Essay / Profiles

Untangling Race From Hair

One anthropologist has made it her mission to remove racial prejudices from the study of hair and find the evolutionary roots of hair diversity.
A young child with black hair and a blue cloth over their body scrunches their face as someone uses a white comb and white scissors to cut their hair.

Descriptions of hair have long been knotted with false notions of race, but new research points to empowering ways of viewing this emotionally charged physical trait.

D3sign/Getty Images

In an undergraduate biological anthropology class in 2011, Tina Lasisi heard a lesson about human skin tones that would change the course of her career. The professor displayed maps comparing the distributions of ultraviolet radiation and degrees of skin pigmentation around the world. Both overlapped almost perfectly.
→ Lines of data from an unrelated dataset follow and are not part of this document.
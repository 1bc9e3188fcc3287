//! Structural checks over a whole section.

use ps_core::geometry::ensure_finite;
use ps_core::{InvId, UniId};
use tracing::warn;

use crate::error::{TopologyError, TopologyResult};
use crate::section::Section;

/// Check the stored invariants: finite coordinates, zero-mode
/// cardinalities, endpoint references and uniqueness under polymorph-aware
/// identity.
pub fn validate_section(section: &Section) -> TopologyResult<()> {
    let table = section.polymorphs();

    for (id, inv) in section.invpoints() {
        ensure_finite(&[inv.point()], &format!("invariant point {id}"))?;
    }
    for (id, uni) in section.unilines() {
        ensure_finite(uni.raw(), &format!("univariant line {id}"))?;
    }
    for (id, dgm) in section.dogmins() {
        ensure_finite(&[dgm.point()], &format!("dogmin {id}"))?;
    }

    for (_, inv) in section.invpoints() {
        if inv.out.len() != 2 {
            return Err(TopologyError::BadOutCount {
                kind: "Invariant point",
                expected: 2,
                got: inv.out.len(),
            });
        }
    }

    for (id, uni) in section.unilines() {
        if uni.out.len() != 1 {
            return Err(TopologyError::BadOutCount {
                kind: "Univariant line",
                expected: 1,
                got: uni.out.len(),
            });
        }
        for inv in [uni.begin, uni.end].into_iter().flatten() {
            if section.invpoint(inv).is_none() {
                return Err(TopologyError::DanglingEndpoint { uni: id, inv });
            }
        }
    }

    let invs: Vec<_> = section.invpoints().collect();
    for (i, (a_id, a)) in invs.iter().enumerate() {
        for (b_id, b) in &invs[i + 1..] {
            if table.equivalent_out(&a.phases, &a.out, &b.phases, &b.out) {
                return Err(TopologyError::Duplicate {
                    kind: "Invariant points",
                    first: a_id.get(),
                    second: b_id.get(),
                });
            }
        }
    }

    let unis: Vec<_> = section.unilines().collect();
    for (i, (a_id, a)) in unis.iter().enumerate() {
        for (b_id, b) in &unis[i + 1..] {
            if table.equivalent_out(&a.phases, &a.out, &b.phases, &b.out) {
                return Err(TopologyError::Duplicate {
                    kind: "Univariant lines",
                    first: a_id.get(),
                    second: b_id.get(),
                });
            }
        }
    }
    Ok(())
}

/// Bound endpoints the line cannot actually terminate at.
pub fn inconsistent_connections(section: &Section) -> Vec<(UniId, InvId)> {
    let mut bad = Vec::new();
    for (id, uni) in section.unilines() {
        for inv_id in [uni.begin, uni.end].into_iter().flatten() {
            let Some(inv) = section.invpoint(inv_id) else {
                continue;
            };
            if !uni.contains_inv(inv, section.polymorphs()) {
                warn!(uni = %id, inv = %inv_id, "line is bound to a point it cannot end at");
                bad.push((id, inv_id));
            }
        }
    }
    bad
}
“That was just very much a ‘eureka!’ moment for me,” says Lasisi, now a postdoctoral biological anthropology researcher at Pennsylvania State University.
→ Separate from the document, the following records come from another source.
//! The section store: every invariant point, univariant line and dogmin of
//! one diagram, plus the invariants tying them together.
//!
//! Ids are minted as "max ever used + 1" and are never handed out twice in
//! one store, even after the entity carrying them was deleted.

use std::collections::BTreeMap;
use std::fmt;

use ps_core::geometry::ensure_finite;
use ps_core::{
    DogminId, InvId, PhaseSet, Point2, PolymorphTable, Real, UniId, Window, raw_inv,
};
use serde::{Deserialize, Serialize};
use tracing::{debug, warn};

use crate::entity::{Dogmin, InvariantPoint, ResultBlock, UnivariantLine};
use crate::error::{TopologyError, TopologyResult};
use crate::trim::trim_line;

/// Axis layout of a section.
#[derive(Clone, Copy, Debug, PartialEq, Eq, Hash, Serialize, Deserialize)]
pub enum SectionKind {
    /// Temperature against pressure.
    Pt,
    /// Temperature against composition.
    Tx,
    /// Pressure against composition.
    Px,
}

impl SectionKind {
    pub fn x_var(self) -> &'static str {
        match self {
            SectionKind::Pt | SectionKind::Tx => "T",
            SectionKind::Px => "p",
        }
    }

    pub fn y_var(self) -> &'static str {
        match self {
            SectionKind::Pt => "p",
            SectionKind::Tx | SectionKind::Px => "C",
        }
    }

    pub fn x_label(self) -> &'static str {
        match self {
            SectionKind::Pt | SectionKind::Tx => "Temperature [C]",
            SectionKind::Px => "Pressure [kbar]",
        }
    }

    pub fn y_label(self) -> &'static str {
        match self {
            SectionKind::Pt => "Pressure [kbar]",
            SectionKind::Tx | SectionKind::Px => "Composition",
        }
    }

    /// Display resolution of the x axis.
    pub fn x_res(self) -> Real {
        match self {
            SectionKind::Pt | SectionKind::Tx => 0.01,
            SectionKind::Px => 0.001,
        }
    }

    pub fn y_res(self) -> Real {
        0.001
    }

    pub fn default_window(self) -> Window {
        match self {
            SectionKind::Pt => Window::new((200.0, 1000.0), (0.1, 20.0)),
            SectionKind::Tx => Window::new((200.0, 1000.0), (0.0, 1.0)),
            SectionKind::Px => Window::new((0.1, 20.0), (0.0, 1.0)),
        }
    }

    /// Inset of the reconstruction boundary from the section window.
    ///
    /// Composition axes end exactly on the computed curves, so the boundary
    /// is pulled in slightly to keep crossings proper.
    pub fn boundary_shrink(self) -> Real {
        match self {
            SectionKind::Pt => 0.0,
            SectionKind::Tx | SectionKind::Px => 1e-4,
        }
    }
}

/// Outcome of an identity lookup.
#[derive(Clone, Copy, Debug, PartialEq, Eq)]
pub struct IdLookup<I> {
    pub is_new: bool,
    pub id: I,
}

/// What to do when a recalculated entity already exists.
#[derive(Clone, Copy, Debug, Default, PartialEq, Eq, Hash, Serialize, Deserialize)]
pub enum RecalcPolicy {
    /// Swap in the new result, keeping the stored connections.
    #[default]
    Replace,
    /// Join old and new samples into one sweep, keeping the connections.
    Merge,
    /// Leave the stored entity untouched.
    KeepExisting,
}

/// Result of storing a computed entity.
#[derive(Clone, Copy, Debug, PartialEq, Eq)]
pub enum StoreOutcome<I> {
    Added(I),
    Recalculated(I),
    AlreadyExists(I),
}

impl<I: Copy> StoreOutcome<I> {
    pub fn id(&self) -> I {
        match *self {
            StoreOutcome::Added(id)
            | StoreOutcome::Recalculated(id)
            | StoreOutcome::AlreadyExists(id) => id,
        }
    }
}

/// Collection of invariant points, univariant lines and dogmins of one
/// diagram.
#[derive(Clone, Debug, PartialEq, Serialize, Deserialize)]
pub struct Section {
    kind: SectionKind,
    window: Window,
    #[serde(default)]
    pub excess: PhaseSet,
    #[serde(default)]
    polymorphs: PolymorphTable,
    #[serde(default)]
    invpoints: BTreeMap<InvId, InvariantPoint>,
    #[serde(default)]
    unilines: BTreeMap<UniId, UnivariantLine>,
    #[serde(default)]
    dogmins: BTreeMap<DogminId, Dogmin>,
    // highest ids ever stored, so deleted ids are not minted again
    #[serde(default)]
    inv_watermark: u32,
    #[serde(default)]
    uni_watermark: u32,
    #[serde(default)]
    dogmin_watermark: u32,
}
Until then, Lasisi had never thought about skin pigmentation as a gradient, or how it came to be distributed, biologically and evolutionarily, around the world. Seeing pigmentation explained as a spectrum of variation that met the needs of survival—protection against harmful UV rays—was illuminating to Lasisi. It presented an evolutionary narrative to explain skin diversity beyond facile, arbitrary racial lines.
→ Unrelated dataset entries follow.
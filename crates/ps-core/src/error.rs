use thiserror::Error;

pub type PsResult<T> = Result<T, PsError>;

#[derive(Error, Debug, Clone, PartialEq)]
pub enum PsError {
    #[error("Non-finite coordinate for {what}: ({x}, {y})")]
    NonFinite { what: String, x: f64, y: f64 },
}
“And I’m thinking, OK, cool, that explains skin color and why I’m brown,” recalls Lasisi. “But what about hair?

As a Black woman, Lasisi saw the parallels between skin and hair immediately. Both are highly racialized physical traits that are frequently stigmatized, especially in Western societies with white majority populations, where culture is still weighted by Eurocentric beauty standards. [1] In this article, white is styled lowercase throughout, contrary to SAPIENS’ house style, at the request of the author. Black women often feel pressured to alter their hair, especially in settings and institutions that may deem their appearances “inappropriate” or “unprofessional,” like schools and workplaces. That stigma is even present in the language people use to discuss these traits: Dark and light have value connotations, and Black hair is often described with demeaning adjectives like “kinky,” “frizzy,” or “woolly.”

After that revelatory class, Lasisi went to her professor, to postdoctoral researchers, to anyone she could find, to ask about the evolution of hair diversity and why human hair looks and feels the way it does. Nobody had an answer. One postdoc took her under his wing and suggested, “Maybe this should be your undergraduate thesis.”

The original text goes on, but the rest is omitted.